Biological systems are modular, and this modularity affects the evolution of biological systems over time and in different environments. Studying the structure of biological systems provides insight into human physiology and evolution in the natural world, which helps us to understand a wide variety of biological phenomena. In this thesis, we use theoretical and analytical methods to study the theory of personalized critical care, the rate of evolution in a rugged fitness landscape, and the structure of cancer networks and neural networks. We seek to explain how the structure of biological systems evolves over time among many possible states. Our results support the idea that changes in environmental pressure stimulates the spontaneous emergence of modular structure.

In the study of prediction of the heart rate response to a spontaneous breathing trial, a non-equilibrium fluctuation dissipation theorem is applied to predict how critically ill patients will respond to this intervention. The result shows that the response of a group of similar patients to the spontaneous breathing trail can be predicted by the non-equilibrium fluctuation dissipation approach. This mathematical method may serve as part of the basis for personalized critical care.

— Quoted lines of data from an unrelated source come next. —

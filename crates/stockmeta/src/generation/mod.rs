//! Contract for the external metadata generation capability.
//!
//! Provider clients (Gemini, OpenAI) live outside this crate and plug in
//! through [`MetadataGenerator`]. The batch engine only relies on the
//! contract below.

pub mod category;
pub mod tags;

use std::fmt;
use std::path::Path;
use std::str::FromStr;

use secrecy::SecretString;
use serde::{Deserialize, Serialize};

use crate::batch::CancellationToken;
use crate::error::ConfigError;

pub use category::{CategoryAssignment, CategorySlot, StockPlatform};

/// AI service a generation request is sent to.
#[derive(Debug, Clone, Copy, Serialize, Deserialize, PartialEq, Eq, Hash)]
#[serde(rename_all = "lowercase")]
pub enum Service {
    Gemini,
    OpenAi,
}

impl Service {
    pub fn as_str(&self) -> &'static str {
        match self {
            Service::Gemini => "gemini",
            Service::OpenAi => "openai",
        }
    }
}

impl fmt::Display for Service {
    fn fmt(&self, f: &mut fmt::Formatter<'_>) -> fmt::Result {
        f.write_str(self.as_str())
    }
}

impl FromStr for Service {
    type Err = ConfigError;

    fn from_str(s: &str) -> Result<Self, Self::Err> {
        match s.trim().to_ascii_lowercase().as_str() {
            "gemini" => Ok(Service::Gemini),
            "openai" => Ok(Service::OpenAi),
            other => Err(ConfigError::UnknownService(other.to_string())),
        }
    }
}

/// Everything a generator needs besides the file itself.
#[derive(Debug, Clone)]
pub struct GenerationContext {
    pub service: Service,
    pub model: String,
    pub credential: SecretString,
    /// Custom prompt replacing the provider's default instructions.
    pub prompt: Option<String>,
}

/// Structured result of one generation attempt.
#[derive(Debug, Clone, Default, PartialEq, Serialize, Deserialize)]
pub struct GenerationOutput {
    pub title: String,
    pub description: String,
    /// Comma-joined tag list.
    pub tags: String,
    #[serde(default)]
    pub categories: Vec<CategoryAssignment>,
    #[serde(default, skip_serializing_if = "Option::is_none")]
    pub error: Option<String>,
    pub token_input: u64,
    pub token_output: u64,
    pub token_total: u64,
}

impl GenerationOutput {
    /// Empty result returned when a call is short-circuited by cancellation.
    /// It carries no tokens and no error.
    pub fn cancelled() -> Self {
        Self::default()
    }

    /// Result for a provider-side failure (timeout, malformed response).
    pub fn failure(error: impl Into<String>) -> Self {
        Self {
            error: Some(error.into()),
            ..Self::default()
        }
    }

    pub fn is_error(&self) -> bool {
        self.error.as_deref().is_some_and(|e| !e.is_empty())
    }
}

/// The metadata generation capability.
///
/// Implementations block for the duration of the provider call. Ordinary
/// failures must be reported through [`GenerationOutput::error`]; the batch
/// engine still isolates panics. Long calls should poll `cancel` and return
/// [`GenerationOutput::cancelled`] once it is set.
pub trait MetadataGenerator: Send + Sync {
    fn generate(
        &self,
        ctx: &GenerationContext,
        filepath: &Path,
        cancel: &CancellationToken,
    ) -> GenerationOutput;
}

impl<F> MetadataGenerator for F
where
    F: Fn(&GenerationContext, &Path, &CancellationToken) -> GenerationOutput + Send + Sync,
{
    fn generate(
        &self,
        ctx: &GenerationContext,
        filepath: &Path,
        cancel: &CancellationToken,
    ) -> GenerationOutput {
        self(ctx, filepath, cancel)
    }
}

We develop a theory for the dynamics of evolution in a rugged, modular fitness landscape and show analytically how horizontal gene transfer couples to the modularity in the system and leads to more rapid rates of evolution at short times. The model analytically demonstrates a selective pressure for the prevalence of modularity in biology. We use this model to show how the evolution of the influenza virus is affected by the modularity of the proteins that are recognized by the human immune system. Comparison to influenza virus evolution data, the result shows that a modular model of the fitness landscape of the virus better fits the observed data.

We then study gene and tissue networks of breast cancer patients. We find that the likelihood of metastasis in the future is correlated with an increased value of network hierarchy for expression networks of cancer-associated genes. Conversely, future metastasis and quick relapse times are negatively correlated with the values of network hierarchy in the expression network of all host genes, due to the dedifferentiation of host gene pathways and circuits. These results suggest that the hierarchy of gene expression may be useful as an additional biomarker for breast cancer prognosis.

Finally, we study how the modularity of the human brain changes as children develop into adults. The value of modularity calculated from fMRI data is observed to increase during childhood development and peak in young adulthood. We present a model to illustrate how modularity can provide greater cognitive performance at short times, from which we extract a fitness function from the model. Quasispecies theory is used to predict how the average modularity evolves with age, illustrating the increase of modularity during development from children to adults that arises from selection for rapid cognitive function in young adults. We show that modularity may be a potential biomarker for injury, rehabilitation, or disease.